Extracted data entries
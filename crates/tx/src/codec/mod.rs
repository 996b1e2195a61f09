//! Transport encodings: base64 wire bytes, signature documents, the legacy amino broadcast
//! envelope and the signature validation report.

mod amino;
mod signature_doc;
mod validate;

pub use self::{
    amino::{amino_broadcast_request, amino_multisignature},
    signature_doc::{read_signatures, SignatureDocument},
    validate::{validate_signatures, SignatureStatus, SignerReport, ValidationReport},
};

use kestrel_primitives::Result;

use crate::{
    pubkey::{base64_decode, base64_encode},
    tx::Tx,
};

/// Standard (not URL-safe) base64 of the `TxRaw` bytes.
pub fn encode_tx(tx: &Tx) -> Result<String> {
    Ok(base64_encode(&tx.to_bytes()?))
}

pub fn decode_tx(encoded: &str) -> Result<Tx> {
    Tx::from_bytes(&base64_decode(encoded)?)
}

#[cfg(test)]
mod tests {
    use kestrel_primitives::ErrorKind;

    use super::*;
    use crate::{
        msgs::{Coin, CosmosMsg, MsgSend},
        tx::TxBody,
    };

    #[test]
    fn base64_round_trip() {
        let tx = Tx {
            body: TxBody {
                messages: vec![CosmosMsg::BankSend(MsgSend {
                    from_address: "xpla1from".into(),
                    to_address: "xpla1to".into(),
                    amount: vec![Coin::new("axpriv", 9)],
                })],
                memo: "relay".into(),
                ..Default::default()
            },
            signatures: vec![],
            ..Default::default()
        };
        let encoded = encode_tx(&tx).unwrap();
        assert!(!encoded.contains('-') && !encoded.contains('_'));
        assert_eq!(decode_tx(&encoded).unwrap(), tx);
    }

    #[test]
    fn bad_base64() {
        assert_eq!(decode_tx("not base64!").unwrap_err().kind(), ErrorKind::Parse);
    }
}
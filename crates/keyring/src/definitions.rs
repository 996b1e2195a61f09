use std::path::{Path, PathBuf};

use kestrel_primitives::{
    fs::{read_document, write_document},
    Error, KeyAlgo, PrivateKey, PublicKey, Result,
};
use kestrel_tx::{MultisigPubKey, TxPublicKey};
use serde::{Deserialize, Serialize};
use tracing::debug;

use crate::{read_secret_string, ZeroizeString};

/// The file name for the serialized `Keyring`.
pub const KEYRING_FILENAME: &str = "keyring.yml";

#[derive(Clone, Debug, PartialEq, Serialize, Deserialize)]
pub struct KeyDefinition {
    pub name: String,
    #[serde(default)]
    pub description: String,
    #[serde(flatten)]
    pub key: KeyKind,
}

/// A hex-encoded public key together with its algorithm.
#[derive(Clone, Debug, PartialEq, Eq, Serialize, Deserialize)]
pub struct MemberKey {
    #[serde(default)]
    pub algo: KeyAlgo,
    pub public_key: String,
}

impl MemberKey {
    pub fn new(key: &PublicKey) -> Self {
        Self {
            algo: key.algo(),
            public_key: hex::encode(key.to_bytes()),
        }
    }

    pub fn decode(&self) -> Result<PublicKey> {
        let hex_key = self.public_key.trim();
        let hex_key = hex_key.strip_prefix("0x").unwrap_or(hex_key);
        let bytes = hex::decode(hex_key).map_err(|e| Error::parse("member public key", e))?;
        PublicKey::from_slice(self.algo, &bytes)
    }
}

#[derive(Clone, Debug, PartialEq, Serialize, Deserialize)]
#[serde(tag = "type")]
pub enum KeyKind {
    /// A secp256k1 key held in this file or in a dedicated secret file.
    #[serde(rename = "local")]
    Local {
        #[serde(default)]
        algo: KeyAlgo,
        #[serde(skip_serializing_if = "Option::is_none")]
        private_key: Option<ZeroizeString>,
        #[serde(skip_serializing_if = "Option::is_none")]
        private_key_path: Option<PathBuf>,
    },
    /// A threshold multisig over member public keys, in declared order.
    #[serde(rename = "multisig")]
    Multisig {
        threshold: u32,
        public_keys: Vec<MemberKey>,
    },
}

impl KeyDefinition {
    pub fn local(name: impl Into<String>, key: &PrivateKey) -> Self {
        Self {
            name: name.into(),
            description: String::new(),
            key: KeyKind::Local {
                algo: key.algo(),
                private_key: Some(ZeroizeString::from(hex::encode(*key.secret_bytes()))),
                private_key_path: None,
            },
        }
    }

    pub fn multisig(name: impl Into<String>, multisig: &MultisigPubKey) -> Self {
        Self {
            name: name.into(),
            description: String::new(),
            key: KeyKind::Multisig {
                threshold: multisig.threshold(),
                public_keys: multisig.members().iter().map(MemberKey::new).collect(),
            },
        }
    }

    pub fn private_key(&self) -> Result<PrivateKey> {
        match &self.key {
            KeyKind::Local {
                algo,
                private_key: Some(secret),
                ..
            } => PrivateKey::from_hex(*algo, secret.as_str()),
            KeyKind::Local {
                algo,
                private_key_path: Some(path),
                ..
            } => {
                let secret = read_secret_string(path).map_err(|e| {
                    Error::parse(format!("private key file {}", path.display()), e)
                })?;
                PrivateKey::from_hex(*algo, secret.as_str())
            }
            KeyKind::Local { .. } => Err(Error::InsufficientParams(format!(
                "key {} has neither a private key nor a private key path",
                self.name
            ))),
            KeyKind::Multisig { .. } => Err(Error::InvalidRequest(format!(
                "key {} is a multisig and holds no private key",
                self.name
            ))),
        }
    }

    pub fn multisig_key(&self) -> Result<MultisigPubKey> {
        match &self.key {
            KeyKind::Multisig {
                threshold,
                public_keys,
            } => {
                let members = public_keys
                    .iter()
                    .map(MemberKey::decode)
                    .collect::<Result<Vec<_>>>()?;
                MultisigPubKey::new(*threshold, members)
            }
            KeyKind::Local { .. } => Err(Error::InvalidRequest(format!(
                "key {} is not a multisig key",
                self.name
            ))),
        }
    }

    pub fn public_key(&self) -> Result<TxPublicKey> {
        match &self.key {
            KeyKind::Local { .. } => Ok(self.private_key()?.public_key().into()),
            KeyKind::Multisig { .. } => Ok(self.multisig_key()?.into()),
        }
    }
}

/// A list of `KeyDefinition` that serves as a serde-able keyring file.
#[derive(Clone, Debug, Default, Serialize, Deserialize)]
pub struct Keyring(Vec<KeyDefinition>);

impl From<Vec<KeyDefinition>> for Keyring {
    fn from(vec: Vec<KeyDefinition>) -> Self {
        Self(vec)
    }
}

impl Keyring {
    /// Open an existing file or create a new, empty one if it does not exist.
    pub fn open_or_create<P: AsRef<Path>>(keyring_dir: P) -> Result<Self> {
        let dir = keyring_dir.as_ref();
        std::fs::create_dir_all(dir).map_err(|e| {
            Error::InvalidRequest(format!("unable to create keyring dir {}: {e}", dir.display()))
        })?;
        if !dir.join(KEYRING_FILENAME).exists() {
            Self::default().save(dir)?;
        }
        Self::open(dir)
    }

    /// Open an existing file, returning an error if the file does not exist.
    pub fn open<P: AsRef<Path>>(keyring_dir: P) -> Result<Self> {
        let path = keyring_dir.as_ref().join(KEYRING_FILENAME);
        let bytes = read_document(&path)?;
        let keyring: Self = serde_yaml::from_slice(&bytes)
            .map_err(|e| Error::parse(format!("keyring {}", path.display()), e))?;
        debug!(path = %path.display(), keys = keyring.len(), "Opened keyring");
        Ok(keyring)
    }

    /// Encodes `self` as YAML and atomically writes it to `KEYRING_FILENAME` in
    /// `keyring_dir`.
    pub fn save<P: AsRef<Path>>(&self, keyring_dir: P) -> Result<()> {
        let path = keyring_dir.as_ref().join(KEYRING_FILENAME);
        let bytes = serde_yaml::to_string(self).map_err(|e| Error::parse("keyring", e))?;
        write_document(&path, bytes.as_bytes())?;
        Ok(())
    }

    pub fn as_slice(&self) -> &[KeyDefinition] {
        self.0.as_slice()
    }

    pub fn len(&self) -> usize {
        self.0.len()
    }

    pub fn is_empty(&self) -> bool {
        self.0.is_empty()
    }

    pub fn get(&self, name: &str) -> Result<&KeyDefinition> {
        self.0
            .iter()
            .find(|def| def.name == name)
            .ok_or_else(|| Error::KeyNotFound(name.to_string()))
    }

    /// Add `def`, replacing any definition with the same name.
    pub fn insert(&mut self, def: KeyDefinition) {
        match self.0.iter_mut().find(|existing| existing.name == def.name) {
            Some(existing) => *existing = def,
            None => self.0.push(def),
        }
    }

    pub fn remove(&mut self, name: &str) -> bool {
        let len = self.0.len();
        self.0.retain(|def| def.name != name);
        len != self.0.len()
    }
}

● **Problem requirements**
The task calls for all lines in the entries that hold "save".

● **Answer below**
            Self::default().save(dir)?;
    pub fn save<P: AsRef<Path>>(&self, keyring_dir: P) -> Result<()> {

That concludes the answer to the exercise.